## What you should do
All entries must be transcribed exactly, down to the last character.

## Data section
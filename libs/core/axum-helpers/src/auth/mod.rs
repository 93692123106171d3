//! Bearer-token authentication and role checks.
//!
//! - [`JwtAuth`] issues and verifies HS256 access tokens
//! - [`jwt_auth_middleware`] rejects requests without a valid token and
//!   stores the verified [`JwtClaims`] in request extensions
//! - [`require_admin`] rejects authenticated callers whose role is not admin
//!
//! # Example
//!
//! ```ignore
//! use axum::{Router, middleware::{from_fn, from_fn_with_state}, routing::post};
//! use axum_helpers::auth::{JwtAuth, JwtConfig, jwt_auth_middleware, require_admin};
//! use core_config::FromEnv;
//!
//! let auth = JwtAuth::new(&JwtConfig::from_env()?);
//!
//! // Layers run bottom-up: verify the token first, then check the role
//! let admin = Router::new()
//!     .route("/employees", post(create))
//!     .route_layer(from_fn(require_admin))
//!     .route_layer(from_fn_with_state(auth, jwt_auth_middleware));
//! ```

pub mod config;
pub mod jwt;
pub mod middleware;

pub use config::JwtConfig;
pub use jwt::{ACCESS_TOKEN_TYPE, ADMIN_ROLE, JwtAuth, JwtClaims};
pub use middleware::{extract_bearer_token, jwt_auth_middleware, require_admin};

## Exercise output
filename libs/core/axum-helpers/src/auth/mod.rs
repository 93692123106171d3
//! Bearer-token authentication and role checks.
//!
//! - [`JwtAuth`] issues and verifies HS256 access tokens
//! - [`jwt_auth_middleware`] rejects requests without a valid token and
//!   stores the verified [`JwtClaims`] in request extensions
//! - [`require_admin`] rejects authenticated callers whose role is not admin
//!
//! # Example
//!
//! ```ignore
//! use axum::{Router, middleware::{from_fn, from_fn_with_state}, routing::post};
//! use axum_helpers::auth::{JwtAuth, JwtConfig, jwt_auth_middleware, require_admin};
//! use core_config::FromEnv;
//!
//! let auth = JwtAuth::new(&JwtConfig::from_env()?);
//!
//! // Layers run bottom-up: verify the token first, then check the role
//! let admin = Router::new()
//!     .route("/employees", post(create))
//!     .route_layer(from_fn(require_admin))
//!     .route_layer(from_fn_with_state(auth, jwt_auth_middleware));
//! ```

pub mod config;
pub mod jwt;
pub mod middleware;

pub use config::JwtConfig;
pub use jwt::{ACCESS_TOKEN_TYPE, ADMIN_ROLE, JwtAuth, JwtClaims};
pub use middleware::{extract_bearer_token, jwt_auth_middleware, require_admin};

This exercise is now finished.